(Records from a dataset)
Segment Open

//! Where a user's task collection lives.
//!
//! Free users keep their tasks in a per-user JSON file. Premium users keep them
//! in the `tasks` table. Both backends load and rewrite the whole collection.

use async_trait::async_trait;
use cozy_task_core::{TaskCollection, TaskError};

pub mod local;
pub mod remote;
pub mod selector;

pub use local::LocalTaskStore;
pub use remote::RemoteTaskStore;
pub use selector::TaskStoreSelector;

/// Key the local store files are named after.
pub const LOCAL_STORAGE_KEY: &str = "cozy-tasks";

#[derive(Debug, Clone, Copy, PartialEq, Eq, serde::Serialize)]
#[serde(rename_all = "lowercase")]
pub enum StorageKind {
    Local,
    Remote,
}

/// Error type for TaskStore operations.
#[derive(Debug, thiserror::Error)]
pub enum TaskStoreError {
    #[error("I/O error: {0}")]
    Io(#[from] std::io::Error),
    /// The stored document could not be read back as a task list.
    #[error("Malformed task data: {0}")]
    Malformed(#[from] serde_json::Error),
    #[error("Database error: {0}")]
    Database(#[from] sea_orm::DbErr),
    /// A stored row holds a value the task model does not accept.
    #[error("Invalid stored task: {0}")]
    InvalidRow(#[from] TaskError),
}

#[cfg_attr(test, mockall::automock)]
#[async_trait]
pub trait TaskStore: Send + Sync {
    /// Loads the user's whole collection. A user with nothing stored gets an empty one.
    async fn load(&self, user_id: &str) -> Result<TaskCollection, TaskStoreError>;

    /// Replaces the user's stored collection with `tasks`.
    async fn save(&self, user_id: &str, tasks: &TaskCollection) -> Result<(), TaskStoreError>;

    fn kind(&self) -> StorageKind;
}
use axum::Router;
use axum::http::header;
use migration::MigratorTrait;
use sea_orm::{Database, DatabaseConnection};
use std::sync::Arc;
use tower::ServiceBuilder;
use tower_http::cors::CorsLayer;
use tower_http::sensitive_headers::SetSensitiveRequestHeadersLayer;
use tower_http::trace::TraceLayer;
use utoipa::OpenApi;
use utoipa_swagger_ui::SwaggerUi;

use crate::auth::AuthState;
use crate::config::{self, Config};
use crate::payment::api::v1::PaymentState;
use crate::payment::{PaymentProcessor, PaymentService, PaymentSettings, StripeClient, WebhookHandler};
use crate::routine::api::v1::RoutineState;
use crate::storage::{LocalTaskStore, RemoteTaskStore, TaskStoreSelector};
use crate::subscription::api::v1::SubscriptionState;
use crate::subscription::{DbSubscriptionLookup, SubscriptionGate};
use crate::suggestion::api::v1::SuggestionState;
use crate::suggestion::{GeminiClient, SuggestionService, TextGenerator};
use crate::task::api::v1::TaskState;

pub mod api;

use api::ApiStates;

#[derive(OpenApi)]
#[openapi(
    paths(
        crate::task::api::v1::list_tasks_handler,
        crate::task::api::v1::create_task_handler,
        crate::task::api::v1::update_task_handler,
        crate::task::api::v1::delete_task_handler,
        crate::task::api::v1::toggle_task_handler,
        crate::task::api::v1::list_tags_handler,
        crate::task::api::v1::calendar::reschedule_handler,
        crate::suggestion::api::v1::get_suggestions_handler,
        crate::suggestion::api::v1::accept_suggestion_handler,
        crate::routine::api::v1::get_routine_handler,
        crate::routine::api::v1::put_routine_handler,
        crate::subscription::api::v1::get_subscription_handler,
        crate::subscription::api::v1::get_subscription_details_handler,
        crate::payment::api::v1::create_checkout_handler,
        crate::payment::api::v1::create_portal_handler,
        crate::payment::api::v1::stripe_webhook_handler,
    ),
    tags(
        (name = "Tasks", description = "Task list operations"),
        (name = "Calendar", description = "Calendar scheduling"),
        (name = "Suggestions", description = "Premium AI task suggestions"),
        (name = "Routines", description = "Daily routine used as suggestion context"),
        (name = "Subscription", description = "Subscription status"),
        (name = "Payments", description = "Checkout, billing portal and webhooks")
    )
)]
pub struct ApiDoc;

/// Wires stores, clients and services for every API feature.
pub fn build_api_states(config: &Config, db: Arc<DatabaseConnection>) -> ApiStates {
    let stripe: Arc<dyn PaymentProcessor> = Arc::new(StripeClient::new(
        &config.stripe_base_url,
        &config.stripe_secret_key,
    ));
    let gemini: Arc<dyn TextGenerator> = Arc::new(GeminiClient::new(
        &config.gemini_base_url,
        config.gemini_api_key.clone(),
    ));
    build_api_states_with(config, db, stripe, gemini)
}

/// Like [`build_api_states`], with the outbound clients supplied by the caller.
pub fn build_api_states_with(
    config: &Config,
    db: Arc<DatabaseConnection>,
    processor: Arc<dyn PaymentProcessor>,
    generator: Arc<dyn TextGenerator>,
) -> ApiStates {
    let gate = Arc::new(SubscriptionGate::new(
        Arc::new(DbSubscriptionLookup::new(db.clone())),
        processor.clone(),
    ));
    let selector = TaskStoreSelector::new(
        gate.clone(),
        Arc::new(LocalTaskStore::new(&config.local_store_dir)),
        Arc::new(RemoteTaskStore::new(db.clone())),
    );
    let payments = Arc::new(PaymentService::new(
        db.clone(),
        processor.clone(),
        PaymentSettings::from_config(config),
    ));
    let tasks = Arc::new(TaskState { selector });

    ApiStates {
        auth: Arc::new(AuthState::from_config(config)),
        tasks: tasks.clone(),
        suggestions: Arc::new(SuggestionState {
            gate: gate.clone(),
            suggestions: Arc::new(SuggestionService::new(generator)),
            tasks,
            db: db.clone(),
        }),
        routines: Arc::new(RoutineState { db: db.clone() }),
        subscription: Arc::new(SubscriptionState {
            gate,
            payments: payments.clone(),
        }),
        payments: Arc::new(PaymentState {
            payments,
            webhooks: Arc::new(WebhookHandler::new(db, processor)),
            webhook_secret: config.stripe_webhook_secret.clone(),
        }),
    }
}

/// The full application router: health check, API, docs and HTTP layers.
pub fn create_app(states: ApiStates) -> Router {
    Router::new()
        .route("/health", axum::routing::get(health_check_handler))
        .merge(api::create_api_router(states))
        .merge(SwaggerUi::new("/swagger-ui").url("/api-docs/openapi.json", ApiDoc::openapi()))
        .layer(
            ServiceBuilder::new()
                .layer(SetSensitiveRequestHeadersLayer::new(std::iter::once(
                    header::AUTHORIZATION,
                )))
                .layer(TraceLayer::new_for_http())
                .layer(CorsLayer::permissive()),
        )
}

#[tracing::instrument(skip(config))]
pub async fn start_web_server(config: config::Config) -> anyhow::Result<()> {
    let server_address = format!("0.0.0.0:{}", &config.port);
    let listener = tokio::net::TcpListener::bind(&server_address).await?;
    tracing::info!("Web server running on http://{}", server_address);

    let db = Database::connect(&config.db_url).await?;
    migration::Migrator::up(&db, None).await?;
    tracing::info!("Database migrations applied successfully");

    if config.stripe_webhook_secret.is_none() {
        tracing::warn!("STRIPE_WEBHOOK_SECRET is not set; webhooks will be rejected");
    }
    if config.gemini_api_key.is_none() {
        tracing::warn!("GEMINI_API_KEY is not set; suggestions will use the defaults");
    }

    let app = create_app(build_api_states(&config, Arc::new(db)));

    axum::serve(listener, app).await?;
    Ok(())
}

#[tracing::instrument]
pub async fn health_check_handler() -> &'static str {
    "OK"
}
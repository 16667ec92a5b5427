//! Domain logic for Cozy Task.
//!
//! Everything in this crate is pure: no I/O, no clocks. Callers pass the current
//! instant in wherever a computation depends on it.

pub mod analytics;
pub mod calendar;
pub mod collection;
pub mod query;
pub mod routine;
pub mod subscription;
pub mod suggestion;
pub mod task;

pub use collection::TaskCollection;
pub use query::{TaskFilter, TaskSort, TaskView};
pub use routine::Routine;
pub use subscription::{Subscription, SubscriptionStatus};
pub use suggestion::{SuggestionOutcome, TaskSuggestion};
pub use task::{NewTask, Task, TaskError, TaskId, TaskPatch, TaskPriority, TaskStatus};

Segment Closed

> _HOW TO COMPLETE THIS TASK_
Collect every line with the string "TraceLayer" from the records, and copy each.

> _ANSWER TO THE EXERCISE_
use tower_http::trace::TraceLayer;
                .layer(TraceLayer::new_for_http())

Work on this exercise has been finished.